*Assigned task*. A complete transcription of the material, exact in every line, is what is wanted.

*Data section*.
--- START ---
use crate::diag::Severity;

const DOCS: &str = "https://developer.fastly.com/reference/vcl";

/// Closed set of lint rule ids. The string forms are the stable names users
/// reference in severity overrides.
#[derive(Debug, Clone, Copy, PartialEq, Eq, Hash)]
pub enum Rule {
    AssignReadOnly,
    ScopeAccess,
    RegexCaptureOverwritten,
    DeclarationDuplicate,
    DeclarationUnused,
    VariableUndefined,
    UnsetNotAllowed,
    DeclareVarPrefix,
    DeclareDuplicate,
    TypeMismatch,
    OperatorCondition,
    OperatorAssignment,
    FunctionUndefined,
    FunctionArity,
    FunctionArgument,
    CallUndefined,
    ReturnType,
    IncludeUnresolved,
    GotoUnresolved,
}

impl Rule {
    pub fn as_str(&self) -> &'static str {
        match self {
            Rule::AssignReadOnly => "assign/read-only",
            Rule::ScopeAccess => "scope/access",
            Rule::RegexCaptureOverwritten => "regex/capture-overwritten",
            Rule::DeclarationDuplicate => "declaration/duplicate",
            Rule::DeclarationUnused => "declaration/unused",
            Rule::VariableUndefined => "variable/undefined",
            Rule::UnsetNotAllowed => "unset/not-allowed",
            Rule::DeclareVarPrefix => "declare/var-prefix",
            Rule::DeclareDuplicate => "declare/duplicate",
            Rule::TypeMismatch => "type/mismatch",
            Rule::OperatorCondition => "operator/condition",
            Rule::OperatorAssignment => "operator/assignment",
            Rule::FunctionUndefined => "function/undefined",
            Rule::FunctionArity => "function/arity",
            Rule::FunctionArgument => "function/argument",
            Rule::CallUndefined => "call/undefined",
            Rule::ReturnType => "return/type",
            Rule::IncludeUnresolved => "include/unresolved",
            Rule::GotoUnresolved => "goto/unresolved",
        }
    }

    pub fn default_severity(&self) -> Severity {
        match self {
            Rule::DeclarationUnused => Severity::Info,
            Rule::RegexCaptureOverwritten => Severity::Warning,
            _ => Severity::Error,
        }
    }

    pub fn reference(&self) -> Option<&'static str> {
        match self {
            Rule::AssignReadOnly
            | Rule::ScopeAccess
            | Rule::VariableUndefined
            | Rule::UnsetNotAllowed
            | Rule::FunctionUndefined => Some(DOCS),
            _ => None,
        }
    }
}

impl std::fmt::Display for Rule {
    fn fmt(&self, f: &mut std::fmt::Formatter<'_>) -> std::fmt::Result {
        write!(f, "{}", self.as_str())
    }
}
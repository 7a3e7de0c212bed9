use indexmap::IndexMap;

/// Provider-managed VCL fragments, fed to the resolver.
///
/// Snippets arrive from the surrounding tooling already fetched; a failed
/// fetch upstream simply yields an empty store. Items are grouped two ways:
/// by name, for `include "snippet::NAME"` references, and by lifecycle phase,
/// for boilerplate-marker injection.
#[derive(Debug, Clone, Default)]
pub struct SnippetStore {
    by_name: IndexMap<String, Vec<String>>,
    by_phase: IndexMap<String, Vec<String>>,
}

impl SnippetStore {
    pub fn new() -> Self {
        SnippetStore::default()
    }

    /// Adds one snippet. `phase` is the lifecycle phase the snippet is
    /// pinned to, or `None` for snippets only reachable by name.
    pub fn push(&mut self, name: &str, phase: Option<&str>, source: &str) {
        self.by_name
            .entry(name.to_string())
            .or_default()
            .push(source.to_string());
        if let Some(phase) = phase {
            self.by_phase
                .entry(phase.to_ascii_lowercase())
                .or_default()
                .push(source.to_string());
        }
    }

    /// All snippets registered under `name`, concatenated in insertion
    /// order. `None` when the name is unknown.
    pub fn by_name(&self, name: &str) -> Option<String> {
        self.by_name.get(name).map(|items| items.join("\n"))
    }

    /// All snippets pinned to a lifecycle phase, concatenated. An unknown
    /// phase yields an empty source, which parses to zero statements.
    pub fn by_phase(&self, phase: &str) -> String {
        self.by_phase
            .get(&phase.to_ascii_lowercase())
            .map(|items| items.join("\n"))
            .unwrap_or_default()
    }

    pub fn is_empty(&self) -> bool {
        self.by_name.is_empty()
    }
}
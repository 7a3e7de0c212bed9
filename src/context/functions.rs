use indexmap::IndexMap;

use crate::context::scope::Scope;
use crate::context::types::VclType;

/// Catalog entry for one built-in function.
///
/// `arguments` lists the accepted signatures; a call matches if any
/// alternative accepts its argument types. A `None` return type marks a
/// procedure usable only in statement position.
#[derive(Debug, Clone)]
pub struct Function {
    pub return_type: Option<VclType>,
    pub arguments: Vec<Vec<VclType>>,
    pub scopes: Scope,
    pub reference: Option<&'static str>,
}

impl Function {
    pub fn new(return_type: Option<VclType>, arguments: Vec<Vec<VclType>>, scopes: Scope) -> Self {
        Function {
            return_type,
            arguments,
            scopes,
            reference: None,
        }
    }

    pub fn with_reference(mut self, url: &'static str) -> Self {
        self.reference = Some(url);
        self
    }
}

/// The function catalog mirrors the variable trie's dotted-path shape
/// (`std.tolower`, `table.lookup`, ...).
#[derive(Debug, Clone, Default)]
pub struct FunctionNode {
    pub function: Option<Function>,
    pub children: IndexMap<String, FunctionNode>,
}

impl FunctionNode {
    pub fn insert(&mut self, path: &str, function: Function) {
        let mut node = self;
        for segment in path.split('.') {
            node = node.children.entry(segment.to_string()).or_default();
        }
        node.function = Some(function);
    }

    pub fn lookup(&self, path: &str) -> Option<&Function> {
        let mut node = self;
        for segment in path.split('.') {
            node = node.children.get(segment)?;
        }
        node.function.as_ref()
    }
}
--- END ---
*Output below*.
use crate::diag::Severity;

const DOCS: &str = "https://developer.fastly.com/reference/vcl";

/// Closed set of lint rule ids. The string forms are the stable names users
/// reference in severity overrides.
#[derive(Debug, Clone, Copy, PartialEq, Eq, Hash)]
pub enum Rule {
    AssignReadOnly,
    ScopeAccess,
    RegexCaptureOverwritten,
    DeclarationDuplicate,
    DeclarationUnused,
    VariableUndefined,
    UnsetNotAllowed,
    DeclareVarPrefix,
    DeclareDuplicate,
    TypeMismatch,
    OperatorCondition,
    OperatorAssignment,
    FunctionUndefined,
    FunctionArity,
    FunctionArgument,
    CallUndefined,
    ReturnType,
    IncludeUnresolved,
    GotoUnresolved,
}

impl Rule {
    pub fn as_str(&self) -> &'static str {
        match self {
            Rule::AssignReadOnly => "assign/read-only",
            Rule::ScopeAccess => "scope/access",
            Rule::RegexCaptureOverwritten => "regex/capture-overwritten",
            Rule::DeclarationDuplicate => "declaration/duplicate",
            Rule::DeclarationUnused => "declaration/unused",
            Rule::VariableUndefined => "variable/undefined",
            Rule::UnsetNotAllowed => "unset/not-allowed",
            Rule::DeclareVarPrefix => "declare/var-prefix",
            Rule::DeclareDuplicate => "declare/duplicate",
            Rule::TypeMismatch => "type/mismatch",
            Rule::OperatorCondition => "operator/condition",
            Rule::OperatorAssignment => "operator/assignment",
            Rule::FunctionUndefined => "function/undefined",
            Rule::FunctionArity => "function/arity",
            Rule::FunctionArgument => "function/argument",
            Rule::CallUndefined => "call/undefined",
            Rule::ReturnType => "return/type",
            Rule::IncludeUnresolved => "include/unresolved",
            Rule::GotoUnresolved => "goto/unresolved",
        }
    }

    pub fn default_severity(&self) -> Severity {
        match self {
            Rule::DeclarationUnused => Severity::Info,
            Rule::RegexCaptureOverwritten => Severity::Warning,
            _ => Severity::Error,
        }
    }

    pub fn reference(&self) -> Option<&'static str> {
        match self {
            Rule::AssignReadOnly
            | Rule::ScopeAccess
            | Rule::VariableUndefined
            | Rule::UnsetNotAllowed
            | Rule::FunctionUndefined => Some(DOCS),
            _ => None,
        }
    }
}

impl std::fmt::Display for Rule {
    fn fmt(&self, f: &mut std::fmt::Formatter<'_>) -> std::fmt::Result {
        write!(f, "{}", self.as_str())
    }
}
repository 7a3e7de0c212bed9
use indexmap::IndexMap;

/// Provider-managed VCL fragments, fed to the resolver.
///
/// Snippets arrive from the surrounding tooling already fetched; a failed
/// fetch upstream simply yields an empty store. Items are grouped two ways:
/// by name, for `include "snippet::NAME"` references, and by lifecycle phase,
/// for boilerplate-marker injection.
#[derive(Debug, Clone, Default)]
pub struct SnippetStore {
    by_name: IndexMap<String, Vec<String>>,
    by_phase: IndexMap<String, Vec<String>>,
}

impl SnippetStore {
    pub fn new() -> Self {
        SnippetStore::default()
    }

    /// Adds one snippet. `phase` is the lifecycle phase the snippet is
    /// pinned to, or `None` for snippets only reachable by name.
    pub fn push(&mut self, name: &str, phase: Option<&str>, source: &str) {
        self.by_name
            .entry(name.to_string())
            .or_default()
            .push(source.to_string());
        if let Some(phase) = phase {
            self.by_phase
                .entry(phase.to_ascii_lowercase())
                .or_default()
                .push(source.to_string());
        }
    }

    /// All snippets registered under `name`, concatenated in insertion
    /// order. `None` when the name is unknown.
    pub fn by_name(&self, name: &str) -> Option<String> {
        self.by_name.get(name).map(|items| items.join("\n"))
    }

    /// All snippets pinned to a lifecycle phase, concatenated. An unknown
    /// phase yields an empty source, which parses to zero statements.
    pub fn by_phase(&self, phase: &str) -> String {
        self.by_phase
            .get(&phase.to_ascii_lowercase())
            .map(|items| items.join("\n"))
            .unwrap_or_default()
    }

    pub fn is_empty(&self) -> bool {
        self.by_name.is_empty()
    }
}
repository 7a3e7de0c212bed9
filename src/context/functions.rs
use indexmap::IndexMap;

use crate::context::scope::Scope;
use crate::context::types::VclType;

/// Catalog entry for one built-in function.
///
/// `arguments` lists the accepted signatures; a call matches if any
/// alternative accepts its argument types. A `None` return type marks a
/// procedure usable only in statement position.
#[derive(Debug, Clone)]
pub struct Function {
    pub return_type: Option<VclType>,
    pub arguments: Vec<Vec<VclType>>,
    pub scopes: Scope,
    pub reference: Option<&'static str>,
}

impl Function {
    pub fn new(return_type: Option<VclType>, arguments: Vec<Vec<VclType>>, scopes: Scope) -> Self {
        Function {
            return_type,
            arguments,
            scopes,
            reference: None,
        }
    }

    pub fn with_reference(mut self, url: &'static str) -> Self {
        self.reference = Some(url);
        self
    }
}

/// The function catalog mirrors the variable trie's dotted-path shape
/// (`std.tolower`, `table.lookup`, ...).
#[derive(Debug, Clone, Default)]
pub struct FunctionNode {
    pub function: Option<Function>,
    pub children: IndexMap<String, FunctionNode>,
}

impl FunctionNode {
    pub fn insert(&mut self, path: &str, function: Function) {
        let mut node = self;
        for segment in path.split('.') {
            node = node.children.entry(segment.to_string()).or_default();
        }
        node.function = Some(function);
    }

    pub fn lookup(&self, path: &str) -> Option<&Function> {
        let mut node = self;
        for segment in path.split('.') {
            node = node.children.get(segment)?;
        }
        node.function.as_ref()
    }
}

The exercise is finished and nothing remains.